Segment Start: RECORD EXCERPTS
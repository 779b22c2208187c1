//! Post Authoring Workflow Library
//!
//! Drives the compose-and-edit flow for cooking posts: draft fields,
//! media selection with policy checks, local preview lifecycle, and a
//! submit pipeline that persists the post, reconciles removed media,
//! and uploads new attachments with per-file progress.
//!
//! # Design
//!
//! - The post record is saved first; attachment failures afterwards are
//!   reported, they never take the whole submit down
//! - Media selection is checked up front, so a file that can never be
//!   accepted is rejected before it reaches the form
//! - A failed submit keeps the draft and its attachments so the user
//!   can retry, and a retry after a partial save updates the already
//!   created post instead of duplicating it
//! - Backends sit behind traits; the library handles the workflow, the
//!   application supplies transport
//!
//! # Usage
//!
//! ```rust,ignore
//! use authoring::testing::{image_file, TestScenario};
//!
//! let scenario = TestScenario::new();
//! let mut session = scenario.session();
//!
//! session.set_title("Weeknight shakshuka");
//! session.set_description("One pan, twenty minutes.");
//! session.select_media(vec![image_file("pan.jpg")]).await?;
//!
//! let report = session.submit().await?;
//! println!("{}", report.summary());
//! ```
//!
//! # Modules
//!
//! - [`traits`] - Core trait abstractions (stores, uploader, probe, identity)
//! - [`types`] - Draft, pending media, and submit report types
//! - [`policy`] - Media selection rules (item caps, video duration)
//! - [`progress`] - Per-file upload progress tracking
//! - [`workflow`] - The submit pipeline, broken into testable steps
//! - [`session`] - Stateful authoring session tying it all together
//! - [`stores`] - Storage implementations (MemoryStore, etc.)
//! - [`testing`] - Mock implementations for testing

pub mod error;
pub mod policy;
pub mod progress;
pub mod session;
pub mod stores;
pub mod testing;
pub mod traits;
pub mod types;
pub mod workflow;

#[cfg(feature = "skillet")]
pub mod remote;

// Re-export core types at crate root
pub use error::{
    AttachmentError, ProbeError, SelectionError, StoreError, SubmitError, UploadError,
    ValidationIssue,
};
pub use traits::{
    identity::{FixedIdentity, Identity},
    probe::{MediaProbe, StaticProbe},
    store::{MediaStore, PlatformStore, PostStore},
    uploader::{MediaUploader, ProgressCallback},
};
pub use types::{
    draft::PostDraft,
    media::{
        LocalMediaId, MediaKind, MediaSource, PendingMedia, PendingMediaSet, PreviewFactory,
        PreviewHandle, SelectedFile,
    },
    post::{Media, NewMedia, NewPost, Post},
    report::{FailedDelete, FailedUpload, SubmitReport},
};

// Re-export the session
pub use session::{AuthoringSession, SubmitPhase};

// Re-export the selection policy and its default caps
pub use policy::{
    AcceptedFile, MediaValidationPolicy, MAX_MEDIA_ITEMS, MAX_VIDEOS, MAX_VIDEO_DURATION,
};

// Re-export progress tracking
pub use progress::UploadProgressTracker;

// Re-export workflow steps
pub use workflow::{delete_removed_media, removed_media_ids, upload_new_media, validate_draft};

// Re-export stores
pub use stores::MemoryStore;

#[cfg(feature = "skillet")]
pub use remote::{ClientIdentity, RemoteStore, RemoteUploader};

// Re-export testing utilities
pub use testing::{MockUploader, RecordingStore, StoreCall, TestScenario};
//! Storage implementations for the authoring library.
//!
//! Available backends:
//! - `MemoryStore` - In-memory storage (always available)
//! - `RemoteStore` - Skillet REST API storage (requires `skillet` feature)

pub mod memory;

pub use memory::MemoryStore;
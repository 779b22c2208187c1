//! Media metadata probing, used to enforce the video duration cap.

use async_trait::async_trait;
use std::collections::HashMap;
use std::time::Duration;

use crate::error::{ProbeError, ProbeResult};
use crate::types::media::SelectedFile;

/// Reads metadata out of media files.
///
/// An error here is a real answer, not a hang: a file whose duration
/// cannot be determined is rejected at selection time rather than left
/// pending forever.
#[async_trait]
pub trait MediaProbe: Send + Sync {
    /// Measure a video file's duration.
    async fn video_duration(&self, file: &SelectedFile) -> ProbeResult<Duration>;
}

/// Probe that serves fixed durations keyed by file name.
///
/// Useful in tests and in tools that know durations out of band. Files
/// without an entry get the default duration, or an `Unreadable` error
/// when no default is set.
#[derive(Debug, Clone, Default)]
pub struct StaticProbe {
    durations: HashMap<String, Duration>,
    fallback: Option<Duration>,
}

impl StaticProbe {
    pub fn new() -> Self {
        Self::default()
    }

    /// Set the duration reported for a file name.
    pub fn with_duration(mut self, file_name: impl Into<String>, duration: Duration) -> Self {
        self.durations.insert(file_name.into(), duration);
        self
    }

    /// Set the duration reported for files with no explicit entry.
    pub fn with_fallback(mut self, duration: Duration) -> Self {
        self.fallback = Some(duration);
        self
    }
}

#[async_trait]
impl MediaProbe for StaticProbe {
    async fn video_duration(&self, file: &SelectedFile) -> ProbeResult<Duration> {
        self.durations
            .get(&file.file_name)
            .copied()
            .or(self.fallback)
            .ok_or_else(|| ProbeError::Unreadable(file.file_name.clone()))
    }
}

#[cfg(test)]
mod tests {
    use super::*;

    fn mp4(name: &str) -> SelectedFile {
        SelectedFile::new(name, "video/mp4", &b"fake-mp4"[..])
    }

    #[tokio::test]
    async fn test_static_probe_explicit_and_fallback() {
        let probe = StaticProbe::new()
            .with_duration("long.mp4", Duration::from_secs(45))
            .with_fallback(Duration::from_secs(10));

        let long = probe.video_duration(&mp4("long.mp4")).await.unwrap();
        assert_eq!(long, Duration::from_secs(45));

        let other = probe.video_duration(&mp4("other.mp4")).await.unwrap();
        assert_eq!(other, Duration::from_secs(10));
    }

    #[tokio::test]
    async fn test_static_probe_without_fallback_errors() {
        let probe = StaticProbe::new();
        let err = probe.video_duration(&mp4("clip.mp4")).await.unwrap_err();
        assert!(matches!(err, ProbeError::Unreadable(name) if name == "clip.mp4"));
    }
}
//! Media endpoints, including the multipart file upload.

use async_stream::stream;
use bytes::Bytes;
use reqwest::multipart::{Form, Part};
use reqwest::{Body, Method};
use tracing::debug;

use crate::error::{ClientError, Result};
use crate::types::{Media, NewMedia};
use crate::SkilletClient;

/// Chunk size for streaming upload bodies.
const UPLOAD_CHUNK_SIZE: usize = 64 * 1024;

/// An in-memory file to upload.
#[derive(Debug, Clone)]
pub struct UploadFile {
    pub file_name: String,
    pub content_type: String,
    pub bytes: Bytes,
}

impl UploadFile {
    pub fn new(
        file_name: impl Into<String>,
        content_type: impl Into<String>,
        bytes: impl Into<Bytes>,
    ) -> Self {
        Self {
            file_name: file_name.into(),
            content_type: content_type.into(),
            bytes: bytes.into(),
        }
    }
}

impl SkilletClient {
    /// Fetch every media record.
    pub async fn all_media(&self) -> Result<Vec<Media>> {
        self.get_json("/media").await
    }

    /// Fetch a single media record.
    pub async fn get_media(&self, id: &str) -> Result<Media> {
        self.get_json(&format!("/media/{}", id)).await
    }

    /// Fetch the media attached to a post.
    pub async fn media_by_post(&self, post_id: &str) -> Result<Vec<Media>> {
        self.get_json(&format!("/media/post/{}", post_id)).await
    }

    /// Create a media record pointing at an already-uploaded file.
    pub async fn create_media(&self, media: &NewMedia) -> Result<Media> {
        self.post_json(&format!("/media/post/{}", media.related_post), media)
            .await
    }

    /// Update a media record.
    pub async fn update_media(&self, id: &str, media: &NewMedia) -> Result<Media> {
        self.put_json(&format!("/media/{}", id), media).await
    }

    /// Delete a media record. Returns `true` on `204 No Content`.
    pub async fn delete_media(&self, id: &str) -> Result<bool> {
        self.delete(&format!("/media/{}", id)).await
    }

    /// Absolute URL for a stored media path, as returned by [`upload_media`].
    ///
    /// [`upload_media`]: SkilletClient::upload_media
    pub fn media_url(&self, media_path: &str) -> String {
        format!("{}/media/files/{}", self.base_url(), media_path)
    }

    /// Upload a file as `multipart/form-data` and return the stored path.
    ///
    /// `kind` is the platform media type, `"image"` or `"video"`.
    /// `on_progress` is called with 0-100 as file bytes are handed to the
    /// transport; it always ends on 100 for a body that sent fully.
    pub async fn upload_media(
        &self,
        file: UploadFile,
        kind: &str,
        post_id: &str,
        on_progress: impl Fn(u8) + Send + Sync + 'static,
    ) -> Result<String> {
        let total = file.bytes.len();
        let bytes = file.bytes.clone();

        let body_stream = stream! {
            if total == 0 {
                on_progress(100);
            } else {
                let mut sent = 0usize;
                while sent < total {
                    let end = usize::min(sent + UPLOAD_CHUNK_SIZE, total);
                    let chunk = bytes.slice(sent..end);
                    sent = end;
                    on_progress(((sent * 100) / total) as u8);
                    yield Ok::<Bytes, std::io::Error>(chunk);
                }
            }
        };

        let part = Part::stream_with_length(Body::wrap_stream(body_stream), total as u64)
            .file_name(file.file_name.clone())
            .mime_str(&file.content_type)?;

        let form = Form::new()
            .part("file", part)
            .text("type", kind.to_string())
            .text("postId", post_id.to_string());

        let resp = self
            .request(Method::POST, "/media/upload")
            .multipart(form)
            .send()
            .await?;

        let status = resp.status();
        if !status.is_success() {
            let body = resp.text().await.unwrap_or_default();
            return Err(ClientError::Api {
                status: status.as_u16(),
                message: body,
            });
        }

        // The endpoint answers with the stored path, sometimes JSON-quoted.
        let path = resp.text().await?;
        let path = path.trim().trim_matches('"').to_string();

        debug!(
            file_name = %file.file_name,
            size = total,
            path = %path,
            "Uploaded media file"
        );

        Ok(path)
    }
}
Segment End: RECORD EXCERPTS
▶ **TASK INSTRUCTIONS**: Would you please copy the lines above, from the one holding "path, sometimes JSON-quoted." through the last, and nothing else?

▶ **TASK OUTPUT**:
        // The endpoint answers with the stored path, sometimes JSON-quoted.
        let path = resp.text().await?;
        let path = path.trim().trim_matches('"').to_string();

        debug!(
            file_name = %file.file_name,
            size = total,
            path = %path,
            "Uploaded media file"
        );

        Ok(path)
    }
}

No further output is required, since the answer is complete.